In talking about his ongoing communication with the Michigan coaching staff after South Park’s game against West Mifflin on Friday, Ludwig alluded to the developing scandal surrounding the program.

“There’s not that much talk [with coaches right now],” Ludwig said. “Me and the other recruits, we’re just trying to keep a good head, trying to keep level and keep moving forward. Stay positive with all that’s going on.”

Staying Focused

As he continues to move forward, Zach Ludwig discussed what he wants to improve. Middle linebackers often play a hybrid role, dropping back into coverage in addition to blitzing. Ludwig said he specifically wants to improve his ability to attack opposing backfields.

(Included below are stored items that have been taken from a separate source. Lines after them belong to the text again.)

use std::time::Duration;

use tuning_engine::{FailureKind, FetchSettings, Fetcher, FileFetcher, HttpFetcher};
use wiremock::matchers::{header, method, path};
use wiremock::{Mock, MockServer, ResponseTemplate};

fn fetcher() -> HttpFetcher {
    HttpFetcher::new(&FetchSettings::default()).expect("client builds")
}

#[tokio::test]
async fn fetcher_returns_body_and_metadata() {
    let server = MockServer::start().await;
    Mock::given(method("GET"))
        .and(path("/doc"))
        .and(header(
            "user-agent",
            concat!("freebsd-tuning-update/", env!("CARGO_PKG_VERSION")),
        ))
        .respond_with(
            ResponseTemplate::new(200).set_body_raw("<html>ok</html>", "text/html; charset=utf-8"),
        )
        .mount(&server)
        .await;

    let url = format!("{}/doc", server.uri());
    let output = fetcher().fetch(&url).await.expect("fetch ok");

    assert_eq!(output.metadata.original_url, url);
    assert_eq!(output.metadata.final_url, url);
    assert_eq!(output.metadata.byte_len, 15);
    assert_eq!(
        output.metadata.content_type.as_deref(),
        Some("text/html; charset=utf-8")
    );
    assert_eq!(output.bytes, b"<html>ok</html>");
}

#[tokio::test]
async fn fetcher_accepts_any_content_type_and_size() {
    let body = format!("<h3>/etc/sysctl.conf</h3><pre>label\n{}</pre>", "x=1\n".repeat(2_000_000));
    let server = MockServer::start().await;
    Mock::given(method("GET"))
        .and(path("/mirror.txt"))
        .respond_with(ResponseTemplate::new(200).set_body_raw(body.clone(), "text/plain"))
        .mount(&server)
        .await;

    let url = format!("{}/mirror.txt", server.uri());
    let output = fetcher().fetch(&url).await.expect("fetch ok");

    assert_eq!(output.metadata.content_type.as_deref(), Some("text/plain"));
    assert_eq!(output.bytes.len(), body.len());
}

#[tokio::test]
async fn fetcher_follows_redirects() {
    let server = MockServer::start().await;
    Mock::given(method("GET"))
        .and(path("/old"))
        .respond_with(
            ResponseTemplate::new(301).insert_header("Location", format!("{}/new", server.uri())),
        )
        .mount(&server)
        .await;
    Mock::given(method("GET"))
        .and(path("/new"))
        .respond_with(ResponseTemplate::new(200).set_body_string("moved"))
        .mount(&server)
        .await;

    let output = fetcher()
        .fetch(&format!("{}/old", server.uri()))
        .await
        .expect("fetch ok");

    assert_eq!(output.metadata.final_url, format!("{}/new", server.uri()));
    assert_eq!(output.bytes, b"moved");
}

#[tokio::test]
async fn fetcher_gives_up_on_redirect_loops() {
    let server = MockServer::start().await;
    Mock::given(method("GET"))
        .and(path("/loop"))
        .respond_with(
            ResponseTemplate::new(302).insert_header("Location", format!("{}/loop", server.uri())),
        )
        .mount(&server)
        .await;

    let settings = FetchSettings {
        max_redirects: 2,
        ..FetchSettings::default()
    };
    let fetcher = HttpFetcher::new(&settings).unwrap();

    let err = fetcher
        .fetch(&format!("{}/loop", server.uri()))
        .await
        .unwrap_err();
    assert_eq!(err.kind, FailureKind::RedirectLimitExceeded);
}

#[tokio::test]
async fn fetcher_fails_on_http_status() {
    let server = MockServer::start().await;
    Mock::given(method("GET"))
        .and(path("/missing"))
        .respond_with(ResponseTemplate::new(404))
        .mount(&server)
        .await;

    let err = fetcher()
        .fetch(&format!("{}/missing", server.uri()))
        .await
        .unwrap_err();
    assert_eq!(err.kind, FailureKind::HttpStatus(404));
}

#[tokio::test]
async fn fetcher_times_out_on_slow_response() {
    let server = MockServer::start().await;
    Mock::given(method("GET"))
        .and(path("/slow"))
        .respond_with(
            ResponseTemplate::new(200)
                .set_delay(Duration::from_millis(250))
                .set_body_string("slow"),
        )
        .mount(&server)
        .await;

    let settings = FetchSettings {
        request_timeout: Duration::from_millis(50),
        ..FetchSettings::default()
    };
    let fetcher = HttpFetcher::new(&settings).unwrap();

    let err = fetcher
        .fetch(&format!("{}/slow", server.uri()))
        .await
        .unwrap_err();
    assert_eq!(err.kind, FailureKind::Timeout);
}

#[tokio::test]
async fn fetcher_rejects_invalid_url() {
    let err = fetcher().fetch("not a url").await.unwrap_err();
    assert_eq!(err.kind, FailureKind::InvalidUrl);
}

#[tokio::test]
async fn file_fetcher_reads_saved_page() {
    let temp = tempfile::TempDir::new().unwrap();
    let saved = temp.path().join("page.html");
    std::fs::write(&saved, "<h3>x</h3>").unwrap();

    let output = FileFetcher::new(&saved)
        .fetch("https://example.invalid/page")
        .await
        .unwrap();
    assert_eq!(output.bytes, b"<h3>x</h3>");
    assert_eq!(output.metadata.original_url, "https://example.invalid/page");
    assert_eq!(output.metadata.content_type, None);
}

#[tokio::test]
async fn file_fetcher_reports_missing_file() {
    let temp = tempfile::TempDir::new().unwrap();
    let err = FileFetcher::new(temp.path().join("absent.html"))
        .fetch("https://example.invalid/page")
        .await
        .unwrap_err();
    assert_eq!(err.kind, FailureKind::LocalFile);
}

“I’d like to try to make my explosion faster, off the ball and try to get in the backfield faster. I’d like to try not to have the lineman engage as much with me,” Ludwig said. “There’s always something to work on. I’m a high school student, so I’m always working, pushing myself harder each and every day. There’s a lot of things for me to work on as a person on the field.”

Beyond his duties at middle linebacker—a position often considered the quarterback of the defense because of their role in communicating plays—Ludwig serves as the Eagles’ actual quarterback. Ludwig taking snaps helps him understand the quarterback position better, improving his ability to anticipate how opposing signal callers might react.

“When I’m back there, [it] helps me see the defense, and I know what the quarterback is thinking when I’m on defense as a linebacker,” Ludwig said. “So that helps me out, whether to drop or whether to go.”